Although the nurse licensure compact gives nurses and employers new workplace and staffing options, critics have concerns about the process for achieving those objectives. Chief among them is that individual nursing boards and legislative entities have been left out of the loop not only in formulating compact statutory language to fit state law, but also in other key administrative ways.

Local Input

With decision makers residing elsewhere, Ohio nursing leaders complain that the compact skirts state regulations calling for anyone involved in legislative action regarding the state reside in the state. The pact’s current structure leaves Ohioans powerless to modify the pact’s language so that it addresses their state’s unique culture while honoring its sovereignty. That includes lacking the kind of transparency—e.g., complying with open meetings and records acts—required of all other legislation. “We want to make sure that if we join any compact, Ohio decision makers are at the table contributing to its content,” says Lori Chovanak, MN, APRN-BC, chief operating officer for the Ohio Nurses Association.

Board Role

Even though critics cite the inability to craft or re-craft compact language as a non-starter, they also worry about other long-term effects on the professionals who have to ensure quality patient care. For instance, Minnesota’s nursing leaders aren’t pleased that lawmakers might have to modify existing state law to accommodate a pact they didn’t help create. Yet they’re equally concerned about the state licensing board’s powers, especially regarding licensing and tracking, being usurped overtime. “Knowing which nurses are working in the states and which requirements they’ve met is very important to patient safety,” says Laura Sayles, government affairs specialist for the Minnesota Nurses Association. “But it also matters that by joining the compact, our board’s giving up its rights to do it job.”

Collective Bargaining

Not all nurses belong to unions, but for states that have strong collective bargaining sectors, there is the real fear, say critics, that the multi-state licensing compact could interfere with their efforts to either negotiate the best agreement or even deal with a potential strike. Even though there’s additional concern that a multi-state license compact just opens doors for a mass exit of talent from lower income states to greener pastures, supporters say such hasn’t been the case.
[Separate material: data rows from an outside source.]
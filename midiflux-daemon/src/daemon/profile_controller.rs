// Copyright 2025 Amiable
// SPDX-License-Identifier: MIT

//! Profile controller (C9): load/validate/publish sequence and device
//! reconciliation, implementing the five-step sequence of §4.9 as an
//! atomic config swap.

use std::path::PathBuf;
use std::sync::Arc;

use midiflux_core::action::{release_held_resource, ExecutionContext};
use midiflux_core::config::load_profile;
use midiflux_core::error::ConfigError;
use midiflux_core::model::{DeviceSelector, Profile};
use midiflux_core::registry::{Registry, RegistryHandle};
use tracing::{info, warn};

use crate::sinks::midi::MidiInputHub;

/// Holds the currently active profile and coordinates the five-step load
/// sequence (§4.9). Lives on the dispatch thread; `load` and `reconcile`
/// are only ever called from there, matching §5's "one logical dispatch
/// thread owns C3 publication, C6 writes". Carries the same
/// [`ExecutionContext`] the dispatcher executes actions with, so releasing a
/// held resource on profile swap (§4.9 step 3) goes through the real sink
/// rather than only clearing bookkeeping.
pub struct ProfileController {
    registry: Arc<RegistryHandle>,
    ctx: ExecutionContext,
    current: Profile,
    midi_hub: Arc<MidiInputHub>,
}

impl ProfileController {
    pub fn new(registry: Arc<RegistryHandle>, ctx: ExecutionContext, midi_hub: Arc<MidiInputHub>) -> Self {
        ProfileController {
            registry,
            ctx,
            current: Profile::empty("(none)"),
            midi_hub,
        }
    }

    pub fn current_profile_name(&self) -> &str {
        &self.current.name
    }

    pub fn current_profile(&self) -> &Profile {
        &self.current
    }

    /// Load, validate, and atomically publish a new profile (§4.9 steps
    /// 1-4), then reconcile device attachments (step 5). On any validation
    /// failure the previous profile is retained untouched (step 6).
    pub async fn load(&mut self, json: &str) -> Result<(), ConfigError> {
        let profile = load_profile(json)?;

        // Step 3: release held resources from the outgoing profile and
        // reset state before the new profile's initial states apply. Safe
        // to do before publication since failures above already returned.
        self.release_all_held().await;
        self.ctx.state.clear_all();
        self.ctx.state.init_from(&profile.initial_states);

        // Step 2 + 4: build and publish the new registry snapshot.
        let registry = Registry::build(&profile);
        self.registry.publish(registry);

        self.current = profile;

        // Step 5: reconcile device attachments for the newly active profile.
        self.reconcile_devices().await;

        info!(profile = %self.current.name, "profile loaded and published");
        Ok(())
    }

    /// Releases every resource still held by the outgoing profile for real
    /// (§4.9 step 3, §8 scenario 7: "keyUp(70) emitted during swap").
    async fn release_all_held(&self) {
        for key in self.ctx.state.held_keys() {
            release_held_resource(&self.ctx, &key).await;
        }
    }

    /// Open every device the new profile's mappings reference: literal
    /// names are opened if currently connected; `*` opens every currently
    /// connected input device (§4.9 step 5).
    pub async fn reconcile_devices(&self) {
        let wants_any = self
            .current
            .devices
            .iter()
            .any(|d| matches!(d.device_name, DeviceSelector::Any));

        let literal_names: Vec<String> = self
            .current
            .devices
            .iter()
            .filter_map(|d| match &d.device_name {
                DeviceSelector::Exact(name) => Some(name.clone()),
                DeviceSelector::Any => None,
            })
            .collect();

        let connected = match MidiInputHub::list_input_devices() {
            Ok(devices) => devices,
            Err(e) => {
                warn!(error = %e, "failed to enumerate midi input devices during reconciliation");
                return;
            }
        };

        for device in &connected {
            let should_open = wants_any || literal_names.contains(&device.name);
            if should_open {
                if let Err(e) = self.midi_hub.open_input(&device.name) {
                    warn!(device = %device.name, error = %e, "failed to open device during reconciliation");
                }
            }
        }
    }

    /// Hot-plug connect handler (§4.9 "Hot-plug"): reapplies the same
    /// matching rule used at load time to a single newly connected device.
    pub fn on_device_connected(&self, device_name: &str) {
        let matches = self
            .current
            .devices
            .iter()
            .any(|d| d.device_name.matches(device_name));
        if matches {
            if let Err(e) = self.midi_hub.open_input(device_name) {
                warn!(device = %device_name, error = %e, "failed to open reconnected device");
            }
        }
    }

    /// Hot-plug disconnect handler: closes the handle but leaves the
    /// mapping in place so a future `onConnected` can reopen it.
    pub fn on_device_disconnected(&self, device_name: &str) {
        self.midi_hub.close_input(device_name);
    }
}

pub async fn read_profile_file(path: &PathBuf) -> std::io::Result<String> {
    tokio::fs::read_to_string(path).await
}

#[cfg(test)]
mod tests {
    use super::*;
    use async_trait::async_trait;
    use midiflux_core::action::{
        AudioSink, CommandSink, GamepadAxis, GamepadButton, GamepadSink, KeyCode, KeyboardSink,
        LockKey, MidiMessage, MidiOutputSink, MouseButton, MouseSink, ReleaseScheduler,
        ScrollDirection, ShellKind,
    };
    use midiflux_core::error::ActionError;
    use midiflux_core::registry::RegistryHandle;
    use midiflux_core::state::StateManager;
    use std::sync::Mutex;
    use std::time::Duration;
    use tokio::sync::mpsc;

    #[derive(Default)]
    struct RecordingKeyboard {
        ups: Mutex<Vec<KeyCode>>,
    }
    #[async_trait]
    impl KeyboardSink for RecordingKeyboard {
        async fn key_down(&self, _code: KeyCode) -> Result<(), ActionError> {
            Ok(())
        }
        async fn key_up(&self, code: KeyCode) -> Result<(), ActionError> {
            self.ups.lock().unwrap().push(code);
            Ok(())
        }
        async fn key_toggle(&self, _code: LockKey) -> Result<(), ActionError> {
            Ok(())
        }
    }

    struct NullMouse;
    #[async_trait]
    impl MouseSink for NullMouse {
        async fn click(&self, _: MouseButton) -> Result<(), ActionError> {
            Ok(())
        }
        async fn scroll(&self, _: ScrollDirection, _: u32) -> Result<(), ActionError> {
            Ok(())
        }
    }

    struct NullGamepad;
    #[async_trait]
    impl GamepadSink for NullGamepad {
        async fn set_button(&self, _: u8, _: GamepadButton, _: bool) -> Result<(), ActionError> {
            Ok(())
        }
        async fn set_axis(&self, _: u8, _: GamepadAxis, _: i32, _: Option<u64>) -> Result<(), ActionError> {
            Ok(())
        }
        fn available(&self) -> bool {
            false
        }
    }

    struct NullCommand;
    #[async_trait]
    impl CommandSink for NullCommand {
        fn spawn_detached(&self, _: &str, _: ShellKind, _: bool) -> Result<(), ActionError> {
            Ok(())
        }
        async fn spawn_and_wait(&self, _: &str, _: ShellKind, _: bool) -> Result<i32, ActionError> {
            Ok(0)
        }
    }

    struct NullAudio;
    impl AudioSink for NullAudio {
        fn play(&self, _: &str, _: u8, _: Option<&str>) -> Result<(), ActionError> {
            Ok(())
        }
    }

    struct NullMidiOutput;
    impl MidiOutputSink for NullMidiOutput {
        fn send(&self, _: &str, _: &MidiMessage) -> Result<(), ActionError> {
            Ok(())
        }
    }

    struct NullReleaseScheduler;
    impl ReleaseScheduler for NullReleaseScheduler {
        fn schedule_release(&self, _held_key: String, _delay: Duration) {}
    }

    fn test_ctx() -> (ExecutionContext, Arc<RecordingKeyboard>) {
        let keyboard = Arc::new(RecordingKeyboard::default());
        let ctx = ExecutionContext {
            state: Arc::new(StateManager::new()),
            keyboard: keyboard.clone(),
            mouse: Arc::new(NullMouse),
            gamepad: Arc::new(NullGamepad),
            command: Arc::new(NullCommand),
            audio: Arc::new(NullAudio),
            midi_output: Arc::new(NullMidiOutput),
            release_scheduler: Arc::new(NullReleaseScheduler),
        };
        (ctx, keyboard)
    }

    fn new_controller() -> (ProfileController, Arc<RecordingKeyboard>) {
        let (event_tx, _event_rx) = mpsc::channel(16);
        let (conn_tx, _conn_rx) = mpsc::channel(16);
        let hub = Arc::new(MidiInputHub::new(event_tx, conn_tx));
        let (ctx, keyboard) = test_ctx();
        (
            ProfileController::new(Arc::new(RegistryHandle::default()), ctx, hub),
            keyboard,
        )
    }

    #[tokio::test]
    async fn rejects_invalid_profile_json_and_keeps_previous() {
        let (mut controller, _keyboard) = new_controller();
        let result = controller.load("not json at all").await;
        assert!(result.is_err());
        assert_eq!(controller.current_profile_name(), "(none)");
    }

    #[tokio::test]
    async fn loads_a_minimal_valid_profile() {
        let (mut controller, _keyboard) = new_controller();
        let json = r#"{
            "profileName": "studio",
            "initialStates": {},
            "midiDevices": []
        }"#;
        controller.load(json).await.expect("valid profile should load");
        assert_eq!(controller.current_profile_name(), "studio");
    }

    #[tokio::test]
    async fn swap_emits_a_real_key_up_for_a_held_key() {
        let (mut controller, keyboard) = new_controller();
        controller.ctx.state.record_held(&midiflux_core::action::held_key_for(KeyCode::Code(70))).unwrap();

        let json = r#"{
            "profileName": "empty",
            "initialStates": {},
            "midiDevices": []
        }"#;
        controller.load(json).await.expect("valid profile should load");

        assert_eq!(keyboard.ups.lock().unwrap().as_slice(), [KeyCode::Code(70)]);
        assert!(controller.ctx.state.held_keys().is_empty());
    }
}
Sandra Evans, MAED, RN, executive director of the Idaho Board of Nursing, an original pact member, and chairwoman of Nurse Licensure Compact Administrators, suggests that in the 16 years since the original pact has been in play, there’s been no evidence that the agreement has interfered with existing labor laws, stymied a union’s ability to do what it needs to do in terms of collective bargaining or even facilitated a shift in manpower. “That might be more perception,” says Evans, “than reality.”

That doesn’t mean, however, that nurse leaders aren’t apprehensive. Although patient safety is its ultimate objective, Sayles admits that as a union, MNA also must focus on the compact’s potential effect on labor issues. “Anything that allows employers to move nurses in and out without our knowledge of that movement,” she says, “is going to be of concern to us.”